(Saved entries)
-- Opening Marker --
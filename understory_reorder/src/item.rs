// Copyright 2025 the Understory Authors
// SPDX-License-Identifier: Apache-2.0 OR MIT

//! Item identity and per-frame layout snapshots.

use alloc::vec::Vec;

use crate::{AxisProjection, Span};

/// A list slot: its current index plus the stable key of the item in it.
///
/// The key survives reorders, the index does not.
#[derive(Debug, Clone, Copy, PartialEq, Eq, Hash)]
pub struct ItemPosition<K> {
    /// Index in the list at the time the position was captured.
    pub index: usize,
    /// Stable item key.
    pub key: K,
}

impl<K> ItemPosition<K> {
    /// Creates a new position.
    pub const fn new(index: usize, key: K) -> Self {
        Self { index, key }
    }
}

/// Geometry of one rendered item along the list axis.
///
/// `offset` is the leading edge in item-order space, so offsets grow with
/// `index` even for reversed layouts.
#[derive(Debug, Clone, PartialEq)]
pub struct VisibleItem<K> {
    /// Index in the list.
    pub index: usize,
    /// Stable item key.
    pub key: K,
    /// Leading edge along the list axis.
    pub offset: f64,
    /// Extent along the list axis.
    pub size: f64,
}

impl<K> VisibleItem<K> {
    /// Creates a new visible item record.
    pub const fn new(index: usize, key: K, offset: f64, size: f64) -> Self {
        Self {
            index,
            key,
            offset,
            size,
        }
    }

    /// The slot this item occupies.
    #[must_use]
    pub fn span(&self) -> Span {
        Span::from_offset(self.offset, self.size)
    }
}

impl<K: Clone> VisibleItem<K> {
    /// Position (index and key) of this item.
    #[must_use]
    pub fn position(&self) -> ItemPosition<K> {
        ItemPosition::new(self.index, self.key.clone())
    }
}

/// Snapshot of the host list's layout for one frame.
///
/// The engine only reads from it; hosts rebuild it after every layout pass.
#[derive(Debug, Clone, Copy)]
pub struct ListLayout<'a, K> {
    /// Currently rendered items, in index order.
    pub items: &'a [VisibleItem<K>],
    /// Visible region of the list in item-order space.
    pub viewport: Span,
    /// Index of the first visible item.
    pub first_visible_index: usize,
    /// How far the first visible item is scrolled past the viewport start.
    pub first_visible_offset: f64,
    /// Screen projection of the list axis.
    pub projection: AxisProjection,
}

impl<'a, K: PartialEq> ListLayout<'a, K> {
    /// Creates a snapshot from visible items and the viewport span.
    ///
    /// The first visible index and scroll offset are derived from the first
    /// item intersecting the viewport.
    pub fn new(items: &'a [VisibleItem<K>], viewport: Span, projection: AxisProjection) -> Self {
        let first = items
            .iter()
            .find(|item| item.offset + item.size > viewport.start);
        Self {
            items,
            viewport,
            first_visible_index: first.map_or(0, |item| item.index),
            first_visible_offset: first.map_or(0.0, |item| (viewport.start - item.offset).max(0.0)),
            projection,
        }
    }

    /// Looks up a visible item by key.
    pub fn item_by_key(&self, key: &K) -> Option<&'a VisibleItem<K>> {
        self.items.iter().find(|item| item.key == *key)
    }

    /// Looks up the visible item whose slot contains `pos`.
    pub fn item_at(&self, pos: f64) -> Option<&'a VisibleItem<K>> {
        self.items.iter().find(|item| item.span().contains(pos))
    }
}

/// Moves the element at `from` to `to`, shifting the elements in between.
///
/// This is the edit a host applies to its backing list inside
/// [`ReorderHandler::on_move`](crate::ReorderHandler::on_move). Out of range
/// indices leave the list untouched and return `false`.
pub fn move_item<T>(items: &mut Vec<T>, from: usize, to: usize) -> bool {
    if from >= items.len() || to >= items.len() {
        return false;
    }
    if from != to {
        let item = items.remove(from);
        items.insert(to, item);
    }
    true
}

#[cfg(test)]
mod tests {
    use alloc::vec;

    use super::*;

    #[test]
    fn move_item_forward_and_back() {
        let mut v = vec!['a', 'b', 'c', 'd', 'e'];
        assert!(move_item(&mut v, 0, 2));
        assert_eq!(v, vec!['b', 'c', 'a', 'd', 'e']);
        assert!(move_item(&mut v, 4, 1));
        assert_eq!(v, vec!['b', 'e', 'c', 'a', 'd']);
    }

    #[test]
    fn move_item_out_of_range_is_rejected() {
        let mut v = vec![1, 2, 3];
        assert!(!move_item(&mut v, 3, 0));
        assert!(!move_item(&mut v, 0, 3));
        assert_eq!(v, vec![1, 2, 3]);
    }

    #[test]
    fn layout_derives_first_visible() {
        let items = [
            VisibleItem::new(3, 'a', 0.0, 50.0),
            VisibleItem::new(4, 'b', 50.0, 50.0),
            VisibleItem::new(5, 'c', 100.0, 50.0),
        ];
        let layout = ListLayout::new(&items, Span::new(60.0, 160.0), AxisProjection::VERTICAL);
        assert_eq!(layout.first_visible_index, 4);
        assert_eq!(layout.first_visible_offset, 10.0);
        assert_eq!(layout.item_at(120.0).map(|i| i.key), Some('c'));
        assert_eq!(layout.item_by_key(&'a').map(|i| i.index), Some(3));
        assert!(layout.item_by_key(&'z').is_none());
    }
}
// Copyright 2025 the Understory Authors
// SPDX-License-Identifier: Apache-2.0 OR MIT

//! Edge auto-scroll.
//!
//! While the dragged item's bounding box hangs past a viewport edge, the list
//! scrolls towards that edge. The step grows with how far the box is out of
//! bounds (an ease-in curve over the fraction of the item that is outside) and
//! with how long the auto-scroll has been running (an ease-out ramp), and is
//! capped at [`ReorderConfig::max_scroll_per_frame`].

use crate::{ReorderConfig, Span};

/// Signed distance by which `dragged_box` hangs past the viewport.
///
/// Positive past the end edge, negative past the start edge, `0.0` inside.
/// When the box is past both edges (it is larger than the viewport),
/// `direction` picks the edge; a zero `direction` yields `0.0`.
#[must_use]
pub fn out_of_bounds(dragged_box: Span, viewport: Span, direction: f64) -> f64 {
    let past_end = (dragged_box.end - viewport.end).max(0.0);
    let past_start = (viewport.start - dragged_box.start).max(0.0);
    match (past_start > 0.0, past_end > 0.0) {
        (true, true) if direction > 0.0 => past_end,
        (true, true) if direction < 0.0 => -past_start,
        (true, true) => 0.0,
        (false, true) => past_end,
        (true, false) => -past_start,
        (false, false) => 0.0,
    }
}

/// Auto-scroll step for one frame, in item-order space.
///
/// `elapsed_ms` is the time since this auto-scroll run started. The result is
/// `0.0` while the box is inside the viewport; otherwise its sign follows the
/// crossed edge and its magnitude lies in
/// `[min_scroll_step, max_scroll_per_frame]` (both clamped by the cap).
#[must_use]
pub fn autoscroll_delta(
    dragged_box: Span,
    viewport: Span,
    direction: f64,
    elapsed_ms: u64,
    config: &ReorderConfig,
) -> f64 {
    let out = out_of_bounds(dragged_box, viewport, direction);
    if out == 0.0 || config.max_scroll_per_frame <= 0.0 {
        return 0.0;
    }
    let size = dragged_box.len();
    let ratio = if size > 0.0 {
        (out.abs() / size).min(1.0)
    } else {
        1.0
    };
    let capped = config.max_scroll_per_frame * ease_in_quint(ratio);
    let time_ratio = if config.acceleration_limit_ms == 0 {
        1.0
    } else {
        (elapsed_ms as f64 / config.acceleration_limit_ms as f64).min(1.0)
    };
    let step = (capped * ease_out_quart(time_ratio))
        .max(config.min_scroll_step)
        .min(config.max_scroll_per_frame);
    if out > 0.0 { step } else { -step }
}

fn ease_in_quint(t: f64) -> f64 {
    t * t * t * t * t
}

fn ease_out_quart(t: f64) -> f64 {
    let inv = 1.0 - t;
    1.0 - inv * inv * inv * inv
}
// Copyright 2025 the Understory Authors
// SPDX-License-Identifier: Apache-2.0 OR MIT

//! Understory Reorder: drag-to-reorder for scrollable lists.
//!
//! This crate is the engine behind press-drag-release reordering in a 1D list.
//! It decides which slot the dragged item belongs in, asks the host to move it
//! there, scrolls the list when the item is dragged against a viewport edge,
//! and settles the item back into its slot when the gesture ends.
//!
//! The core concepts are:
//!
//! - [`AxisProjection`]: maps screen-space vectors into *item-order space*, a 1D
//!   coordinate growing with the item index. Vertical and horizontal lists,
//!   reversed layouts, and right-to-left rows all share one code path.
//! - [`ListLayout`]: a per-frame snapshot of the rendered items
//!   ([`VisibleItem`]) and the viewport, supplied by the host.
//! - [`ReorderState`]: the state machine. Hosts feed it pointer events, layout
//!   changes, and frame ticks; it reports through [`DragUpdate`] values and
//!   [`ReorderHandler`] callbacks.
//! - [`resolve_target`]: the pure drop target rule. The dragged item moves into
//!   the slot its bounding box overlaps the most, and only when that overlap is
//!   strictly larger than the overlap with its own slot.
//! - [`ScrollCommand`] and [`ScrollConsumer`]: the queue from the engine to the
//!   host scroll container, drained per frame or awaited as a task.
//! - [`DragCancelledAnimation`]: what happens to the item's offset on release,
//!   either a snap ([`NoDragCancelledAnimation`]) or a spring
//!   ([`SpringDragCancelledAnimation`]).
//!
//! The crate does not render, hit test drag handles, or own list data. Hosts
//! are responsible for:
//!
//! - Building a [`ListLayout`] after every layout pass.
//! - Reordering their data in [`ReorderHandler::on_move`].
//! - Drawing each item with the translation and layer from
//!   [`ReorderState::appearance`].
//! - Applying scroll commands with a [`ScrollTarget`].
//!
//! ## Minimal example
//!
//! ```rust
//! use kurbo::{Point, Vec2};
//! use understory_reorder::{
//!     AxisProjection, DragUpdate, ItemPosition, ListLayout, ReorderConfig, ReorderState, Span,
//!     VisibleItem, move_item,
//! };
//!
//! let mut items = vec!['a', 'b', 'c'];
//! let (mut state, _scroll) = ReorderState::<char>::new(ReorderConfig::new());
//!
//! let layout_of = |items: &[char]| -> Vec<VisibleItem<char>> {
//!     items
//!         .iter()
//!         .enumerate()
//!         .map(|(i, k)| VisibleItem::new(i, *k, i as f64 * 40.0, 40.0))
//!         .collect()
//! };
//! let viewport = Span::new(0.0, 400.0);
//!
//! let visible = layout_of(&items);
//! let layout = ListLayout::new(&visible, viewport, AxisProjection::VERTICAL);
//! assert!(state.on_drag_start(None, Point::new(10.0, 20.0), &layout));
//!
//! let mut on_move = |from: ItemPosition<char>, to: ItemPosition<char>| {
//!     move_item(&mut items, from.index, to.index);
//! };
//! let update = state.on_drag(None, Vec2::new(0.0, 30.0), 16, &layout, &mut on_move);
//! assert!(matches!(update, DragUpdate::Committed { .. }));
//! state.on_drag_end(None, &mut on_move);
//!
//! assert_eq!(items, ['b', 'a', 'c']);
//! ```

#![no_std]

extern crate alloc;

mod animation;
mod autoscroll;
mod axis;
mod config;
mod handler;
mod item;
mod resolver;
mod scroll;
mod state;

pub use animation::{
    AnimationStatus, DragCancelledAnimation, NoDragCancelledAnimation,
    SpringDragCancelledAnimation, SpringSpec,
};
pub use autoscroll::{autoscroll_delta, out_of_bounds};
pub use axis::{AxisProjection, LayoutDirection, Orientation, Span};
pub use config::{
    DEFAULT_ACCELERATION_LIMIT_MS, DEFAULT_MAX_SCROLL_PER_FRAME, DEFAULT_MIN_SCROLL_STEP,
    ReorderConfig,
};
pub use handler::ReorderHandler;
pub use item::{ItemPosition, ListLayout, VisibleItem, move_item};
pub use resolver::{DropTarget, resolve_target, slot_after_move};
pub use scroll::{
    ScrollCommand, ScrollConsumer, ScrollReceiver, ScrollSender, ScrollTarget, scroll_channel,
};
pub use state::{
    DEFAULT_POINTER, DragPhase, DragState, DragUpdate, ItemAppearance, ItemLayer, PointerId,
    ReorderState,
};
-- Closing Marker --
Exercise objective:
Looking at the records above, tally the lines holding "iter" and reply with that number only.

Task output:
4